No, it was never a sense of fear. I always had a sense of excitement, and really, when you get in a submarine and you go down into the deep ocean, you think you know what might happen—because I would’ve chosen where we were diving for a good reason—but the point about the deep is we don’t know so much about it. We know so little about it that actually in many ways I always felt like anything could happen. Absolutely anything was possible down there. It was so inspirational. We were going places that nobody has ever been to before, and that was just incredible.

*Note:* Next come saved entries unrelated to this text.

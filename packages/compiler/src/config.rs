use serde::{Deserialize, Serialize};
use std::path::PathBuf;

pub const DEFAULT_CONFIG_NAME: &str = "entitygen.config.json";

/// Generation configuration file format
#[derive(Debug, Clone, Serialize, Deserialize)]
#[serde(rename_all = "camelCase")]
pub struct BuilderConfig {
    /// Namespace the generated types are registered under
    #[serde(default = "default_namespace")]
    pub output_namespace: String,

    /// Directory generated source files are written to
    #[serde(default = "default_output_path")]
    pub output_path: PathBuf,

    /// Root searched for interface source files
    #[serde(default = "default_interface_path")]
    pub interface_search_path: PathBuf,
}

fn default_namespace() -> String {
    "entities".to_string()
}

fn default_output_path() -> PathBuf {
    PathBuf::from("entities")
}

fn default_interface_path() -> PathBuf {
    PathBuf::from("interfaces")
}

impl BuilderConfig {
    pub fn new(
        output_namespace: impl Into<String>,
        output_path: impl Into<PathBuf>,
        interface_search_path: impl Into<PathBuf>,
    ) -> Self {
        Self {
            output_namespace: output_namespace.into(),
            output_path: output_path.into(),
            interface_search_path: interface_search_path.into(),
        }
    }

    /// Load config from a directory, falling back to defaults if absent
    pub fn load(cwd: &str) -> anyhow::Result<Self> {
        let config_path = PathBuf::from(cwd).join(DEFAULT_CONFIG_NAME);

        if config_path.exists() {
            let content = std::fs::read_to_string(&config_path)?;
            let config: BuilderConfig = serde_json::from_str(&content)?;
            Ok(config)
        } else {
            Ok(BuilderConfig::default())
        }
    }
}

impl Default for BuilderConfig {
    fn default() -> Self {
        Self {
            output_namespace: default_namespace(),
            output_path: default_output_path(),
            interface_search_path: default_interface_path(),
        }
    }
}

#[cfg(test)]
mod tests {
    use super::*;

    #[test]
    fn test_parse_config() {
        let json = r#"{
            "outputNamespace": "app.entities",
            "outputPath": "src/entities",
            "interfaceSearchPath": "src/interfaces"
        }"#;

        let config: BuilderConfig = serde_json::from_str(json).expect("Failed to parse config");

        assert_eq!(config.output_namespace, "app.entities");
        assert_eq!(config.output_path, PathBuf::from("src/entities"));
        assert_eq!(config.interface_search_path, PathBuf::from("src/interfaces"));
    }

    #[test]
    fn test_missing_fields_use_defaults() {
        let config: BuilderConfig = serde_json::from_str("{}").expect("Failed to parse config");

        assert_eq!(config.output_namespace, "entities");
        assert_eq!(config.output_path, PathBuf::from("entities"));
    }
}
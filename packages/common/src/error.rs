use entitygen_parser::ParseError;
use entitygen_store::StoreError;
use thiserror::Error;

/// Common error type that can hold any entitygen error
#[derive(Error, Debug)]
pub enum CommonError {
    #[error("Parse error: {0}")]
    Parse(#[from] ParseError),

    #[error("Store error: {0}")]
    Store(#[from] StoreError),

    #[error("IO error: {0}")]
    Io(#[from] std::io::Error),

    #[error("Generic error: {0}")]
    Generic(String),
}

impl From<String> for CommonError {
    fn from(s: String) -> Self {
        CommonError::Generic(s)
    }
}

impl From<&str> for CommonError {
    fn from(s: &str) -> Self {
        CommonError::Generic(s.to_string())
    }
}

#[cfg(test)]
mod tests {
    use super::*;
    use crate::result::CommonResult;

    fn parse_empty() -> CommonResult<()> {
        entitygen_parser::parse_interface("", "MissingInterface")?;
        Ok(())
    }

    fn get_missing() -> CommonResult<()> {
        let store = entitygen_store::EntityStore::new();
        store.get("banana")?;
        Ok(())
    }

    #[test]
    fn test_parse_error_converts() {
        let err = parse_empty().unwrap_err();
        assert!(matches!(err, CommonError::Parse(_)));
        assert!(err.to_string().contains("MissingInterface"));
    }

    #[test]
    fn test_store_error_converts() {
        let err = get_missing().unwrap_err();
        assert!(matches!(err, CommonError::Store(_)));
        assert!(err.to_string().contains("banana"));
    }

    #[test]
    fn test_generic_from_str() {
        let err: CommonError = "something odd".into();
        assert_eq!(err.to_string(), "Generic error: something odd");
    }
}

The Blue Planet II team in the submersible “Nadir,” capable of reaching depths of 3,300 feet. Over two years, the team spent 1,000 hours in submersibles around the world
Taken from inside the submersible “Lula”: A bluntnose sixgill shark arrives to feed on the carcass of a sperm whale in the Atlantic Ocean. These large sharks have a very slow metabolism, conserving their energy in the desert of the deep sea. Scientists believe they may go for as long as a year without eating
Were there any challenges faced when working on this series or some memorable events?
We really wanted to film lanternfish in the sea of Australia, and that shoot did not work out for us because of an El Niño event that threw the whole ocean cycle off balance. I was really disappointed and upset by that, but two years later off the coast of Chile—so on the other side of the Pacific Ocean—I finally got to film my lanternfish and in an even more exciting way, because they were being hunted by seven-foot-long Humboldt squid. Now I think we captured everything I had really hoped we would capture, and so much more besides.
In the deep waters of the Antarctic Sound, the Blue Planet II team found a carpet of life, teeming with dense coverage of invertebrates including giant sponges, seven feet tall
This sea-toad lives in the deep waters of the Gulf of Mexico. It sits patiently on the seafloor waiting for a meal to come towards its large, gaping mouth. Its pectoral fins have evolved into feet
This flapjack octopus lives in the deep waters off California. It is a type of dumbo octopus, so-named for the fins it uses to move through the water
Could you ever see yourself doing anything else if you weren’t a producer?
You never know what your alternative life would be, but I think for me, you know, a transforming time was the time that I spent living on the ocean and really getting to know it. So if I wasn’t making Blue Planet II, I would be doing something else that would keep me out on the ocean—but also hopefully communicating about just how magical the ocean is.
The Blue Planet II team spent two years preparing for an expedition on the scientific research vessel M/V Alucia to bring two submersibles—“Deep Rover,” pictured here, and “Nadir”—to Antarctica
Blue Planet II debuted in October 2017 in the UK, Europe and Asia, and will air on BBC America in 2018. In Singapore, the series is currently showing on BBC Earth (Starhub Channel 407) every Tuesday at 8pm, and is also available on BBC Player.